WASHINGTON — When Russia and Ukraine reached an agreement on Friday to unblock Ukrainian grain exports, Turkey’s president, Recep Tayyip Erdogan, played the role of benevolent statesman.
Seated next to the United Nations secretary general in an Ottoman palace in Istanbul, Mr. Erdogan said the deal, which Turkey helped to broker, would benefit “the whole of humanity.”
President Biden’s administration welcomed the agreement, which could relieve a global food crisis intensified by Russia’s invasion of Ukraine and blockade of its ports. Officials expressed skepticism about whether Russia was acting in good faith, and Russian missiles struck the Ukrainian port city of Odesa less than a day after the pact was signed. Still, a White House spokesman had commended Mr. Erdogan for his efforts.
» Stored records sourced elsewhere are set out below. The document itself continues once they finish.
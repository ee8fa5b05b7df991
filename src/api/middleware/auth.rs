//! Bearer token authentication stage.

use async_trait::async_trait;
use axum::{
    extract::{FromRequestParts, Request},
    http::{StatusCode, header},
    middleware::Next,
    response::{IntoResponse, Response},
};
use axum_auth::AuthBearer;
use sha2::{Digest, Sha256};
use tracing::warn;

use super::pipeline::Interceptor;

/// Plain-text body of every 401 response.
pub const UNAUTHORIZED_MESSAGE: &str = "Unauthorized: Invalid or missing token.";

/// Authenticates requests against a single shared secret.
///
/// # Header Format
///
/// ```text
/// Authorization: Bearer <token>
/// ```
///
/// # Errors
///
/// Short-circuits with `401 Unauthorized` if:
/// - Authorization header is missing
/// - Header is not of the `Bearer <token>` form
/// - Token does not match the configured secret
///
/// The body is the plain text [`UNAUTHORIZED_MESSAGE`]. Adds
/// `WWW-Authenticate: Bearer` per RFC 6750.
///
/// Tokens are compared as SHA-256 digests, so the comparison time does not
/// depend on how long a prefix of the secret was guessed.
pub struct BearerAuth {
    secret_digest: Vec<u8>,
}

impl BearerAuth {
    /// Creates the stage for the given shared secret.
    pub fn new(secret: &str) -> Self {
        Self {
            secret_digest: Sha256::digest(secret.as_bytes()).to_vec(),
        }
    }

    fn accepts(&self, token: &str) -> bool {
        Sha256::digest(token.as_bytes()).as_slice() == self.secret_digest.as_slice()
    }
}

/// The 401 returned when authentication fails.
pub fn unauthorized_response() -> Response {
    (
        StatusCode::UNAUTHORIZED,
        [(header::WWW_AUTHENTICATE, "Bearer")],
        UNAUTHORIZED_MESSAGE,
    )
        .into_response()
}

#[async_trait]
impl Interceptor for BearerAuth {
    fn name(&self) -> &'static str {
        "bearer_auth"
    }

    async fn intercept(&self, request: Request, next: Next) -> Response {
        let (mut parts, body) = request.into_parts();

        let authorized = match AuthBearer::from_request_parts(&mut parts, &()).await {
            Ok(AuthBearer(token)) => self.accepts(&token),
            Err(_) => false,
        };

        if !authorized {
            warn!(
                method = %parts.method,
                path = parts.uri.path(),
                "Rejected request with invalid or missing bearer token"
            );
            return unauthorized_response();
        }

        next.run(Request::from_parts(parts, body)).await
    }
}
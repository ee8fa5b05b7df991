//! Business logic services for the application layer.

pub mod user_service;

pub use user_service::UserService;
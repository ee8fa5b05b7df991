//! Core domain entities.
//!
//! - [`User`] - A stored directory entry
//! - [`NewUser`] - Candidate data for create and update

pub mod user;

pub use user::{NewUser, User};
But privately, Mr. Erdogan has remained a source of substantial irritation for Biden administration officials.
Days before presiding over the grain agreement, the Turkish autocrat renewed a warning that he might veto NATO’s plans to accept Sweden and Finland as members in the coming months, an act that would deeply embarrass the alliance and the Biden administration as they work to counter Russia. And Congress this month expressed misgivings about Mr. Biden’s pledge at a NATO summit in Spain last month to sell dozens of F-16 fighter jets to Turkey.
On Tuesday, Mr. Erdogan traveled to Tehran for meetings with Iran’s president, Ebrahim Raisi, and Russia’s president, Vladimir V. Putin. The images of two prime American rivals with Mr. Erdogan, the leader of a NATO country, clashed with the Western narrative of a deeply isolated Iran and Russia, analysts said.
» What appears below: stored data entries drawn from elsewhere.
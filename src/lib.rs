//! # User Directory
//!
//! A small user directory service built with Axum: CRUD over an in-memory
//! collection of users, behind a fixed interceptor pipeline that translates
//! unexpected failures, enforces a shared bearer secret and logs traffic.
//!
//! ## Architecture
//!
//! - **Domain Layer** ([`domain`]) - User entity, the indexed store, repository trait
//! - **Application Layer** ([`application`]) - Service translating store outcomes
//! - **Infrastructure Layer** ([`infrastructure`]) - Lock-guarded in-memory repository
//! - **API Layer** ([`api`]) - Handlers, extractors and the interceptor pipeline
//!
//! ## Request Flow
//!
//! ```text
//! ErrorTranslation → BearerAuth → AccessLog → Router → handler → UserStore
//! ```
//!
//! ## Quick Start
//!
//! ```bash
//! export API_TOKEN="give-me-access"
//! cargo run
//!
//! curl -H "Authorization: Bearer give-me-access" http://localhost:3000/users
//! ```
//!
//! ## Configuration
//!
//! Service configuration is loaded from environment variables via [`config::Config`].

pub mod api;
pub mod application;
pub mod domain;
pub mod error;
pub mod infrastructure;
pub mod state;

pub mod config;
pub mod server;

pub mod routes;

pub use error::AppError;
pub use state::AppState;

/// Commonly used types for external consumers.
///
/// Re-exports frequently used types to simplify imports for integration tests.
pub mod prelude {
    pub use crate::api::middleware::{Interceptor, Pipeline};
    pub use crate::application::services::UserService;
    pub use crate::domain::entities::{NewUser, User};
    pub use crate::domain::{StoreError, UserStore};
    pub use crate::error::AppError;
    pub use crate::state::AppState;
}
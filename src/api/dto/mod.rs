//! Data Transfer Objects for API requests and responses.
//!
//! Responses serialize domain entities directly; only request bodies need
//! their own types.

pub mod user;
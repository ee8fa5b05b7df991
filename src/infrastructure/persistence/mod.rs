//! Repository implementations.
//!
//! - [`InMemoryUserRepository`] - Lock-guarded in-memory user store
//!
//! Nothing is persisted across restarts.

pub mod memory_user_repository;

pub use memory_user_repository::InMemoryUserRepository;
//! User directory service.

use std::sync::Arc;

use tracing::{debug, info};

use crate::domain::entities::{NewUser, User};
use crate::domain::repositories::UserRepository;
use crate::error::AppError;

/// Service for reading and mutating the user directory.
///
/// Store outcomes (validation, not found) are translated into [`AppError`]
/// here so handlers only decide on success status codes.
pub struct UserService<R: UserRepository> {
    repository: Arc<R>,
}

impl<R: UserRepository> UserService<R> {
    /// Creates a new user service.
    pub fn new(repository: Arc<R>) -> Self {
        Self { repository }
    }

    /// Lists all users in insertion order.
    pub async fn list_users(&self) -> Vec<User> {
        self.repository.list().await
    }

    /// Retrieves a user by id.
    ///
    /// # Errors
    ///
    /// Returns [`AppError::NotFound`] if the user does not exist.
    pub async fn get_user(&self, id: i64) -> Result<User, AppError> {
        Ok(self.repository.find_by_id(id).await?)
    }

    /// Creates a user and returns it with its assigned id.
    ///
    /// # Errors
    ///
    /// Returns [`AppError::Validation`] if the name is blank or the email is
    /// malformed.
    pub async fn create_user(&self, new_user: NewUser) -> Result<User, AppError> {
        let user = self.repository.create(new_user).await?;
        info!(id = user.id, "User created");
        Ok(user)
    }

    /// Replaces name and email of an existing user.
    ///
    /// # Errors
    ///
    /// Returns [`AppError::NotFound`] if the user does not exist.
    /// Returns [`AppError::Validation`] if the candidate is invalid.
    pub async fn update_user(&self, id: i64, new_user: NewUser) -> Result<User, AppError> {
        let user = self.repository.update(id, new_user).await?;
        debug!(id, "User updated");
        Ok(user)
    }

    /// Deletes a user.
    ///
    /// # Errors
    ///
    /// Returns [`AppError::NotFound`] if the user does not exist.
    pub async fn delete_user(&self, id: i64) -> Result<(), AppError> {
        self.repository.delete(id).await?;
        info!(id, "User deleted");
        Ok(())
    }
}

#[cfg(test)]
mod tests {
    use super::*;
    use crate::domain::StoreError;
    use crate::domain::repositories::MockUserRepository;

    fn user(id: i64, name: &str, email: &str) -> User {
        User {
            id,
            name: name.to_string(),
            email: email.to_string(),
        }
    }

    #[tokio::test]
    async fn test_list_users() {
        let mut mock_repo = MockUserRepository::new();

        let users = vec![
            user(1, "John Doe", "john.doe@example.com"),
            user(2, "Jane Smith", "jane.smith@example.com"),
        ];
        mock_repo
            .expect_list()
            .times(1)
            .returning(move || users.clone());

        let service = UserService::new(Arc::new(mock_repo));

        let list = service.list_users().await;
        assert_eq!(list.len(), 2);
        assert_eq!(list[1].name, "Jane Smith");
    }

    #[tokio::test]
    async fn test_get_user_not_found() {
        let mut mock_repo = MockUserRepository::new();

        mock_repo
            .expect_find_by_id()
            .withf(|id| *id == 7)
            .times(1)
            .returning(|id| Err(StoreError::NotFound(id)));

        let service = UserService::new(Arc::new(mock_repo));

        let result = service.get_user(7).await;
        assert!(matches!(result.unwrap_err(), AppError::NotFound { .. }));
    }

    #[tokio::test]
    async fn test_create_user_success() {
        let mut mock_repo = MockUserRepository::new();

        mock_repo
            .expect_create()
            .withf(|candidate| candidate.name == "Ada")
            .times(1)
            .returning(|candidate| Ok(user(3, &candidate.name, &candidate.email)));

        let service = UserService::new(Arc::new(mock_repo));

        let created = service
            .create_user(NewUser::new("Ada", "ada@x.io"))
            .await
            .unwrap();
        assert_eq!(created.id, 3);
        assert_eq!(created.email, "ada@x.io");
    }

    #[tokio::test]
    async fn test_create_user_validation_error() {
        let mut mock_repo = MockUserRepository::new();

        mock_repo
            .expect_create()
            .times(1)
            .returning(|_| Err(StoreError::Validation { field: "email" }));

        let service = UserService::new(Arc::new(mock_repo));

        let result = service.create_user(NewUser::new("Ada", "nope")).await;
        match result.unwrap_err() {
            AppError::Validation { message, .. } => {
                assert_eq!(message, StoreError::VALIDATION_MESSAGE)
            }
            other => panic!("unexpected error: {other:?}"),
        }
    }

    #[tokio::test]
    async fn test_update_user_not_found() {
        let mut mock_repo = MockUserRepository::new();

        mock_repo
            .expect_update()
            .times(1)
            .returning(|id, _| Err(StoreError::NotFound(id)));

        let service = UserService::new(Arc::new(mock_repo));

        let result = service
            .update_user(99, NewUser::new("Ada", "ada@x.io"))
            .await;
        assert!(matches!(result.unwrap_err(), AppError::NotFound { .. }));
    }

    #[tokio::test]
    async fn test_delete_user() {
        let mut mock_repo = MockUserRepository::new();

        mock_repo
            .expect_delete()
            .withf(|id| *id == 1)
            .times(1)
            .returning(|_| Ok(()));

        let service = UserService::new(Arc::new(mock_repo));

        assert!(service.delete_user(1).await.is_ok());
    }
}
//! Shared state injected into every handler.

use std::sync::Arc;

use crate::application::services::UserService;
use crate::infrastructure::persistence::InMemoryUserRepository;

#[derive(Clone)]
pub struct AppState {
    pub user_service: Arc<UserService<InMemoryUserRepository>>,
}

impl AppState {
    /// Builds state around an already populated repository.
    pub fn new(repository: Arc<InMemoryUserRepository>) -> Self {
        Self {
            user_service: Arc::new(UserService::new(repository)),
        }
    }
}
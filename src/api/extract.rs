//! Request extractors whose rejections go through [`AppError`].
//!
//! axum's stock `Path` and `Json` reject with plain-text bodies and their own
//! status codes. These wrappers keep every client error in the service's
//! envelope and pin the status codes:
//!
//! - a non-integer `{id}` segment is a **404**, the same as an unknown route
//! - an unparsable or incomplete JSON body is a **400**

use axum::{
    Json,
    extract::{FromRequest, FromRequestParts, Path, Request},
    http::request::Parts,
};
use serde::de::DeserializeOwned;
use serde_json::json;

use crate::api::handlers::route_not_found;
use crate::domain::StoreError;
use crate::error::AppError;

/// Integer user id taken from the `{id}` path segment.
#[derive(Debug, Clone, Copy, PartialEq, Eq)]
pub struct UserId(pub i64);

impl<S> FromRequestParts<S> for UserId
where
    S: Send + Sync,
{
    type Rejection = AppError;

    async fn from_request_parts(parts: &mut Parts, state: &S) -> Result<Self, Self::Rejection> {
        let Path(raw) = Path::<String>::from_request_parts(parts, state)
            .await
            .map_err(|_| route_not_found())?;

        raw.parse().map(UserId).map_err(|_| route_not_found())
    }
}

/// JSON request body.
pub struct JsonBody<T>(pub T);

impl<S, T> FromRequest<S> for JsonBody<T>
where
    T: DeserializeOwned,
    S: Send + Sync,
{
    type Rejection = AppError;

    async fn from_request(req: Request, state: &S) -> Result<Self, Self::Rejection> {
        let Json(value) = Json::<T>::from_request(req, state)
            .await
            .map_err(|rejection| {
                AppError::bad_request(
                    StoreError::VALIDATION_MESSAGE,
                    json!({ "reason": rejection.body_text() }),
                )
            })?;

        Ok(Self(value))
    }
}
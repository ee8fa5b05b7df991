//! API route configuration.
//!
//! Authentication is not applied here: every route, and the fallback, sits
//! behind the interceptor pipeline assembled in [`crate::routes`].

use crate::api::handlers::{
    create_user_handler, delete_user_handler, get_user_handler, list_users_handler,
    not_found_handler, update_user_handler,
};
use crate::state::AppState;
use axum::{Router, routing::get};

/// User directory routes.
///
/// # Endpoints
///
/// - `GET    /users`       - List users
/// - `POST   /users`       - Create a user
/// - `GET    /users/{id}`  - Fetch one user
/// - `PUT    /users/{id}`  - Replace a user's name and email
/// - `DELETE /users/{id}`  - Delete a user
///
/// Any other method or path answers 404.
pub fn user_routes() -> Router<AppState> {
    Router::new()
        .route("/users", get(list_users_handler).post(create_user_handler))
        .route(
            "/users/{id}",
            get(get_user_handler)
                .put(update_user_handler)
                .delete(delete_user_handler),
        )
        .fallback(not_found_handler)
        .method_not_allowed_fallback(not_found_handler)
}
Then on Friday, a White House spokesman reiterated U.S. concerns about Mr. Erdogan’s threats to mount a new invasion of northern Syria targeting U.S.-backed Kurdish fighters whom he considers terrorists.
Taken together, Mr. Erdogan’s actions — and Mr. Biden’s limited ability to restrain them — underscore the Turkish leader’s unique position as a military ally frequently at odds with the agenda of his Western allies. To U.S. officials, it is an often maddening role.
“Erdogan is basically the Joe Manchin of NATO,” said Elizabeth Shackelford, a former Foreign Service officer, referring to the conservative Democratic senator from West Virginia who has stymied Mr. Biden’s domestic agenda. “He’s on our team, but then he does things that are so clearly not good for our team. And I just don’t see that changing.”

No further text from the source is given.